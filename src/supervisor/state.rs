// src/supervisor/state.rs

//! Pure lifecycle state and the exit decision.
//!
//! Nothing here touches processes, channels or time; the async shell in
//! [`super::monitor`] feeds it the run flags at the moment a process exits
//! and applies the decision it gets back.

use std::fmt;

/// Lifecycle of one supervised server.
#[derive(Debug, Clone, Copy, PartialEq, Eq, Hash, Default)]
pub enum SupervisorState {
    #[default]
    Stopped,
    Starting,
    Running,
    /// Explicit or scheduled restart in progress.
    Restarting,
    /// Unexpected exit; waiting out the restart delay before respawning.
    CrashRestarting,
}

impl fmt::Display for SupervisorState {
    fn fmt(&self, f: &mut fmt::Formatter<'_>) -> fmt::Result {
        let s = match self {
            Self::Stopped => "stopped",
            Self::Starting => "starting",
            Self::Running => "running",
            Self::Restarting => "restarting",
            Self::CrashRestarting => "crash-restarting",
        };
        f.write_str(s)
    }
}

/// Per-run flags consulted when the process exits.
#[derive(Debug, Clone, Copy, PartialEq, Eq, Default)]
pub struct RunFlags {
    /// The operator wants the server up.
    pub should_run: bool,
    /// The shutdown command was sent on purpose; never crash-restart.
    pub explicit_stop: bool,
    /// A scheduled or operator restart asked the process to exit.
    pub restart_scheduled: bool,
}

impl RunFlags {
    /// Flags for a fresh run that should stay up.
    pub fn running() -> Self {
        Self {
            should_run: true,
            ..Self::default()
        }
    }

    /// Clear the per-run flags before a respawn.
    pub fn reset_for_respawn(&mut self) {
        self.explicit_stop = false;
        self.restart_scheduled = false;
    }
}

/// What to do after the process exited.
#[derive(Debug, Clone, Copy, PartialEq, Eq)]
pub enum ExitDecision {
    Stop,
    Restart,
    CrashRestart,
}

impl ExitDecision {
    /// State entered while the decision is carried out.
    pub fn state(self) -> SupervisorState {
        match self {
            Self::Stop => SupervisorState::Stopped,
            Self::Restart => SupervisorState::Restarting,
            Self::CrashRestart => SupervisorState::CrashRestarting,
        }
    }
}

/// Decide on respawn, in order: explicit stop, then a requested restart,
/// then the crash policy.
pub fn decide_on_exit(flags: &RunFlags, restart_on_crash: bool) -> ExitDecision {
    if !flags.should_run || flags.explicit_stop {
        return ExitDecision::Stop;
    }
    if flags.restart_scheduled {
        return ExitDecision::Restart;
    }
    if restart_on_crash {
        return ExitDecision::CrashRestart;
    }
    ExitDecision::Stop
}
// src/supervisor/mod.rs

//! Lifecycle policy for one managed server.
//!
//! The pure exit decision lives in [`state`]; the async shell that spawns
//! processes, polls schedules and applies decisions is in [`monitor`].
//!
//! One [`Supervisor`] owns, for its whole life:
//! - the log multiplexer (listeners survive respawns);
//! - the backup manager;
//! - the current [`ProcessHandle`], re-created on every spawn;
//! - one supervise task per run, started by `start_server`.

use std::fmt;
use std::path::{Path, PathBuf};
use std::sync::{Arc, Mutex, MutexGuard};
use std::time::Duration;

use tokio::sync::watch;
use tokio::task::JoinHandle;
use tokio::time::timeout;
use tracing::{debug, info, warn};

use crate::backup::{BackupManager, BackupRecord};
use crate::clock::Clock;
use crate::config::{load_server_config, ServerConfig, ServerProperties};
use crate::errors::{ObsidiaError, Result};
use crate::fs::FileSystem;
use crate::logs::{LogListener, LogMultiplexer, SubscriptionId};
use crate::process::{LaunchSpec, ProcessHandle};

pub mod monitor;
pub mod state;

pub use state::{decide_on_exit, ExitDecision, RunFlags, SupervisorState};

/// Relative location of the server's own log file.
pub const LATEST_LOG: &str = "logs/latest.log";

/// Point-in-time view of a supervised server.
#[derive(Debug, Clone, PartialEq, Eq)]
pub struct ServerStatus {
    pub name: String,
    pub state: SupervisorState,
    pub active: bool,
    pub ready: bool,
    pub uptime_secs: u64,
    pub pid: Option<u32>,
    pub motd: Option<String>,
}

impl fmt::Display for ServerStatus {
    fn fmt(&self, f: &mut fmt::Formatter<'_>) -> fmt::Result {
        write!(f, "{}: {}", self.name, self.state)?;
        if let Some(pid) = self.pid {
            write!(f, " (pid {pid}, up {}s", self.uptime_secs)?;
            if self.ready {
                write!(f, ", ready")?;
            }
            write!(f, ")")?;
        }
        if let Some(motd) = &self.motd {
            write!(f, " - {motd}")?;
        }
        Ok(())
    }
}

#[derive(Default)]
struct RunControl {
    flags: RunFlags,
    process: Option<Arc<ProcessHandle>>,
    task: Option<JoinHandle<()>>,
}

pub(crate) struct Inner {
    name: Arc<str>,
    directory: PathBuf,
    config: ServerConfig,
    properties: ServerProperties,
    logs: Arc<LogMultiplexer>,
    backups: BackupManager,
    clock: Arc<dyn Clock>,
    fs: Arc<dyn FileSystem>,
    state: watch::Sender<SupervisorState>,
    run: Mutex<RunControl>,
}

impl Inner {
    fn control(&self) -> MutexGuard<'_, RunControl> {
        self.run.lock().unwrap_or_else(|e| e.into_inner())
    }

    pub(crate) fn flags(&self) -> RunFlags {
        self.control().flags
    }

    pub(crate) fn update_flags(&self, f: impl FnOnce(&mut RunFlags)) {
        f(&mut self.control().flags);
    }

    pub(crate) fn process(&self) -> Option<Arc<ProcessHandle>> {
        self.control().process.clone()
    }

    pub(crate) fn set_state(&self, state: SupervisorState) {
        let previous = self.state.send_replace(state);
        if previous != state {
            debug!(server = %self.name, from = %previous, to = %state, "state changed");
        }
    }

    pub(crate) fn state(&self) -> SupervisorState {
        *self.state.borrow()
    }

    /// Create a fresh process handle, spawn it and make it current.
    pub(crate) fn spawn_process(&self) -> Result<Arc<ProcessHandle>> {
        let process = Arc::new(ProcessHandle::new(
            Arc::clone(&self.name),
            LaunchSpec::from_config(&self.directory, &self.config.server),
            self.config.server.readiness_marker.clone(),
            Arc::clone(&self.logs),
        ));
        process.start()?;
        self.control().process = Some(Arc::clone(&process));
        Ok(process)
    }
}

/// Keeps one server alive, observable and backed up according to its
/// configuration.
#[derive(Clone)]
pub struct Supervisor {
    inner: Arc<Inner>,
}

impl fmt::Debug for Supervisor {
    fn fmt(&self, f: &mut fmt::Formatter<'_>) -> fmt::Result {
        f.debug_struct("Supervisor")
            .field("name", &self.inner.name)
            .field("directory", &self.inner.directory)
            .field("state", &self.inner.state())
            .finish_non_exhaustive()
    }
}

impl Supervisor {
    /// Build a supervisor for the server in `directory`. Nothing is spawned
    /// until [`start_server`](Self::start_server).
    pub fn new(
        directory: impl Into<PathBuf>,
        config: ServerConfig,
        properties: ServerProperties,
        fs: Arc<dyn FileSystem>,
        clock: Arc<dyn Clock>,
    ) -> Self {
        let directory = directory.into();
        let name: Arc<str> = if config.server.name.is_empty() {
            directory
                .file_name()
                .map(|n| n.to_string_lossy().into_owned())
                .unwrap_or_else(|| directory.display().to_string())
                .into()
        } else {
            config.server.name.as_str().into()
        };

        let logs = Arc::new(LogMultiplexer::new(Arc::clone(&name)));
        let backups = BackupManager::new(
            &directory,
            &properties.level_name,
            &config.backups,
            Arc::clone(&fs),
            Arc::clone(&clock),
            Arc::clone(&logs),
        );
        let (state, _) = watch::channel(SupervisorState::Stopped);

        Self {
            inner: Arc::new(Inner {
                name,
                directory,
                config,
                properties,
                logs,
                backups,
                clock,
                fs,
                state,
                run: Mutex::new(RunControl::default()),
            }),
        }
    }

    /// Load `obsidia.toml` and `server.properties` from `directory`.
    pub fn load(
        directory: impl AsRef<Path>,
        fs: Arc<dyn FileSystem>,
        clock: Arc<dyn Clock>,
    ) -> Result<Self> {
        let directory = directory.as_ref();
        let config = load_server_config(directory)?;
        let properties = ServerProperties::load(directory)?;
        Ok(Self::new(directory, config, properties, fs, clock))
    }

    pub fn name(&self) -> &str {
        &self.inner.name
    }

    pub fn directory(&self) -> &Path {
        &self.inner.directory
    }

    pub fn config(&self) -> &ServerConfig {
        &self.inner.config
    }

    pub fn logs(&self) -> &Arc<LogMultiplexer> {
        &self.inner.logs
    }

    pub fn backups(&self) -> &BackupManager {
        &self.inner.backups
    }

    /// The current process handle, if one was ever spawned.
    pub fn process(&self) -> Option<Arc<ProcessHandle>> {
        self.inner.process()
    }

    /// Spawn the server and start supervising it.
    ///
    /// Returns once the OS process exists, without waiting for readiness.
    /// Does nothing unless the server is `Stopped`.
    pub fn start_server(&self) -> Result<()> {
        let inner = &self.inner;
        {
            let mut control = inner.control();
            let current = inner.state();
            if current != SupervisorState::Stopped {
                debug!(server = %inner.name, state = %current, "start requested but server is not stopped");
                return Ok(());
            }
            control.flags = RunFlags::running();
            if let Some(old) = control.task.take()
                && !old.is_finished()
            {
                old.abort();
            }
            inner.set_state(SupervisorState::Starting);
        }

        let process = match inner.spawn_process() {
            Ok(p) => p,
            Err(e) => {
                inner.update_flags(|f| f.should_run = false);
                inner.set_state(SupervisorState::Stopped);
                return Err(e);
            }
        };
        inner.set_state(SupervisorState::Running);
        info!(server = %inner.name, "server started");

        let task = tokio::spawn(monitor::supervise(Arc::clone(inner), process));
        inner.control().task = Some(task);
        Ok(())
    }

    /// Send one console command to the running process.
    ///
    /// Sending the shutdown command records an explicit stop first, so the
    /// resulting exit is never treated as a crash.
    pub async fn write(&self, command: &str) -> Result<()> {
        if command.trim() == self.inner.config.server.shutdown_command {
            self.inner.update_flags(|f| f.explicit_stop = true);
        }
        match self.inner.process() {
            Some(process) => process.write(command).await,
            None => {
                let err = ObsidiaError::ProcessNotRunning(self.inner.name.to_string());
                self.inner.logs.notify(format!("Write failed: {err}")).await;
                Err(err)
            }
        }
    }

    /// Ask the server to shut down; it stays down.
    pub async fn stop_server(&self) -> Result<()> {
        let shutdown = self.inner.config.server.shutdown_command.clone();
        self.write(&shutdown).await
    }

    /// Ask the server to shut down and come back up.
    pub async fn restart_server(&self) -> Result<()> {
        self.inner.update_flags(|f| {
            f.should_run = true;
            f.restart_scheduled = true;
        });
        self.inner.logs.notify("Restarting server...").await;
        match self.inner.process() {
            Some(process) => {
                process
                    .write(&self.inner.config.server.shutdown_command)
                    .await
            }
            None => Err(ObsidiaError::ProcessNotRunning(self.inner.name.to_string())),
        }
    }

    /// Terminate the process immediately and keep it down.
    ///
    /// Anything the server was writing at that moment may be lost.
    pub async fn kill_server(&self) -> bool {
        self.inner.update_flags(|f| {
            f.should_run = false;
            f.explicit_stop = true;
        });
        let killed = self.inner.process().is_some_and(|p| p.kill());
        if killed {
            self.inner.logs.notify("Server killed.").await;
        }
        killed
    }

    /// Stop the server and wait for supervision to end.
    ///
    /// Waits at most `grace` for a cooperative exit and the supervise task,
    /// then kills the process.
    pub async fn shutdown(&self, grace: Duration) {
        let inner = &self.inner;
        inner.update_flags(|f| {
            f.should_run = false;
            f.explicit_stop = true;
        });

        if let Some(process) = inner.process()
            && let Err(e) = process
                .stop(&inner.config.server.shutdown_command, grace)
                .await
        {
            warn!(server = %inner.name, error = %e, "cooperative stop failed; killing");
            process.kill();
        }

        let task = inner.control().task.take();
        if let Some(mut task) = task
            && timeout(grace, &mut task).await.is_err()
        {
            warn!(server = %inner.name, "supervise task did not finish in time; aborting");
            if let Some(process) = inner.process() {
                process.kill();
            }
            task.abort();
            inner.set_state(SupervisorState::Stopped);
        }
        info!(server = %inner.name, "server shut down");
    }

    /// Seconds since the current process spawned; 0 when not running.
    pub fn uptime(&self) -> u64 {
        self.inner
            .process()
            .map(|p| p.uptime().as_secs())
            .unwrap_or(0)
    }

    pub fn state(&self) -> SupervisorState {
        self.inner.state()
    }

    /// Receiver that sees every state change from now on.
    pub fn watch_state(&self) -> watch::Receiver<SupervisorState> {
        self.inner.state.subscribe()
    }

    /// Resolve once the supervisor is in `target`.
    pub async fn wait_for_state(&self, target: SupervisorState) {
        let mut rx = self.inner.state.subscribe();
        let _ = rx.wait_for(|s| *s == target).await;
    }

    pub fn status(&self) -> ServerStatus {
        let process = self.inner.process();
        let active = process.as_ref().is_some_and(|p| p.is_active());
        ServerStatus {
            name: self.inner.name.to_string(),
            state: self.inner.state(),
            active,
            ready: process.as_ref().is_some_and(|p| p.is_ready()),
            uptime_secs: self.uptime(),
            pid: process.as_ref().and_then(|p| p.pid()),
            motd: self.inner.properties.motd.clone(),
        }
    }

    pub fn subscribe(&self, listener: Arc<dyn LogListener>) -> SubscriptionId {
        self.inner.logs.subscribe(listener)
    }

    pub fn unsubscribe(&self, id: SubscriptionId) -> bool {
        self.inner.logs.unsubscribe(id)
    }

    /// Lines of the server's own `logs/latest.log`; empty if it does not
    /// exist yet.
    pub fn full_log(&self) -> Result<Vec<String>> {
        let path = self.inner.directory.join(LATEST_LOG);
        if !self.inner.fs.is_file(&path) {
            return Ok(Vec::new());
        }
        let contents = self.inner.fs.read_to_string(&path)?;
        Ok(contents.lines().map(str::to_string).collect())
    }

    /// Take a backup now, coordinating autosave with the running process.
    pub async fn backup_now(&self) -> Result<BackupRecord> {
        let process = self.inner.process();
        self.inner.backups.backup(process.as_deref()).await
    }

    pub fn list_backups(&self) -> Result<Vec<BackupRecord>> {
        self.inner.backups.list()
    }

    /// Replace the data directory with backup `id`. The server must be
    /// stopped.
    pub async fn restore_backup(&self, id: &str) -> Result<()> {
        self.inner.backups.restore(id, self.inner.state()).await
    }

    /// Time source used for schedules and backup names.
    pub fn clock(&self) -> &Arc<dyn Clock> {
        &self.inner.clock
    }
}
# # # #
### WHAT IS REQUIRED
Reply with the lines from the first line of the entries through the line that contains "one supervised server.", repeated exactly with both ends kept, and with nothing else.

### SOLUTION FOR THIS EXERCISE
filename src/supervisor/state.rs
// src/supervisor/state.rs

//! Pure lifecycle state and the exit decision.
//!
//! Nothing here touches processes, channels or time; the async shell in
//! [`super::monitor`] feeds it the run flags at the moment a process exits
//! and applies the decision it gets back.

use std::fmt;

/// Lifecycle of one supervised server.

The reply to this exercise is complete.